The tablet apps all enable customers to variously share on Facebook, Tweet, or Pin on Pinterest, so you need to have your social media act together as well to really leverage these pins, tweets and shares fully.


If you’ve already got a printed catalogue, then the process of going digital is really simple, and you are probably already looking at this. Undoubtedly, digital catalogues will secure you new customers significantly beyond your current subscriber list. The fact that this is essentially a free traffic source makes it all the more attractive.

If you are new to catalogues then you’re going to need some help to pull together a PDF version. However, this is worth the effort to test; having your brand in front of a high-quality traffic stream of buyers and basking in the reflected glory of association with some of the top brands makes this well worth trying out.

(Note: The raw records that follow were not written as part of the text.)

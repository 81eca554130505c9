//! `girvan-newman`: divisive community detection on weighted undirected graphs.
//!
//! Repeatedly delete the edge(s) of highest betweenness, score every resulting partition
//! with modularity, and return the best one.
//!
//! ```
//! use girvan_newman::{girvan_newman, GirvanNewmanConfig, UnGraph};
//!
//! // Two triangles joined by the bridge 2-3.
//! let g = UnGraph::from_edges([
//!     (0, 1, None), (1, 2, None), (2, 0, None),
//!     (3, 4, None), (4, 5, None), (5, 3, None),
//!     (2, 3, None),
//! ]);
//! let best = girvan_newman(g, GirvanNewmanConfig::default()).into_best().unwrap();
//! assert_eq!(best.communities, vec![vec![0, 1, 2], vec![3, 4, 5]]);
//! assert!(best.modularity > 0.0);
//! ```
//!
//! Public invariants (must not drift):
//! - **Node order**: index-based outputs are indexed by node id \(0..n-1\); for [`UnGraph`]
//!   that is insertion order.
//! - **Determinism**: serial operators are deterministic given identical inputs + configs.
//!   The parallel betweenness engine matches up to floating-point summation order.
//! - **Recompute, never patch**: betweenness and components are recomputed from scratch
//!   after every structural change.
//! - **Frozen null model**: modularity always compares against the original degrees.
//!
//! Swappable (allowed to change without breaking the contract):
//! - iteration strategy (serial vs parallel)
//! - internal data structures (so long as invariants hold)

pub mod betweenness;
pub mod driver;
pub mod graph;
pub mod modularity;
pub mod partition;

#[cfg(feature = "parallel")]
pub use betweenness::edge_betweenness_parallel;
pub use betweenness::{edge_betweenness, BetweennessConfig, EdgeBetweenness, WeightMode};
pub use driver::{
    girvan_newman, girvan_newman_checked, girvan_newman_checked_run, girvan_newman_run,
    girvan_newman_step, BestSplit, GirvanNewmanConfig, GirvanNewmanRun, Outcome, StepRecord,
    StepReport,
};
pub use graph::{AdjacencyMatrix, Graph, UnGraph, WeightedGraph};
pub use modularity::{degree_table, modularity, modularity_checked, total_weight};
pub use partition::{component_count, connected_components, Partition};

#[derive(Debug, thiserror::Error)]
pub enum Error {
    #[error("index out of bounds: {0}")]
    IndexOutOfBounds(usize),
    #[error("invalid parameter: {0}")]
    InvalidParameter(String),
}

pub type Result<T> = std::result::Result<T, Error>;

While the data is still hard to find, the early conversion and traffic numbers from digital catalogs are really encouraging. In terms of costs, with Google Catalogs there is currently no charge, while others, such as Catalog Spree, charge based on clickthrough traffic.

Seeking more information on how to get an online retail venture off to a flying start? See our complete A-Z guide, Power Up: The Online Retail Entrepreneur’s Guide.


5 thoughts on “Digital Catalogues – Getting Started”

  1. Charles,
    There is actually an Australian alternative in the market place that doesn’t even require integration with Google Shopping. has hundreds of retail catalogues aggregated and is available in both iPhone and iPad Apps.
    The conversion data we see from the digital catalogue is consistently the highest converting content our multichannel retailers have.

  2. Peri says:

    Charles – great to see you covering the tablet catalog space – it is an undeniable trend in the multichannel marketing space. I’m surprised you didn’t reference CoffeeTable, the highest ranked catalog aggregator in the App Store.
    CoffeeTable – which recently closed its Series A led by RR Donnelley, the world’s leading catalog printer and services provider – is the only catalog app that provides direct purchasing through its Express Checkout technology. As a result, CoffeeTable offers retailers and marketers unparalleled tablet shopping analytics.
    CoffeeTable is thrilled to be the leader in the tablet catalog space.

  3. Charles – There are actually a number of digital catalogue platforms available within Australia (some more cost efficient than others) all of which do not require Google Shopping Intergration
    Most Australian Digital catalogue platforms such as, have the ability to offer direct purchase from a cataogue ecommerce functionality, with many catalogues also being intergrated into Social media.
    Conversion Data can be high, however the stronger a retailers Brand is offline the stronger it is online.

  4. Jason Mallia says:

    An effective multi channel commerce strategy is dependent on publishing product information in a format that suits each channel, and consumer activity clearly shows that tablets should be considered as separate to standard PC browsing.
    Creating a central store of product information that can be leveraged in all channels is one of the first important steps in delivering a consistant brand message. Incorporating social media reviews and comments into this information then links your brand to objective advice.
    Give consumers the keys they need to open their wallets and purchase from you rather than your competitors…
    These factors are important determinants of whether retailers ultimately drive additional revenue as a result of higher webiste traffic and increased average on site time.

  5. Making the move from print to digital is a big step, but necessary for engaging today’s tech-savvy customer. Those who succeed are definitely those who can combine the best qualities of print (easy-to-read information) with the streaming content and convenience of digital technology.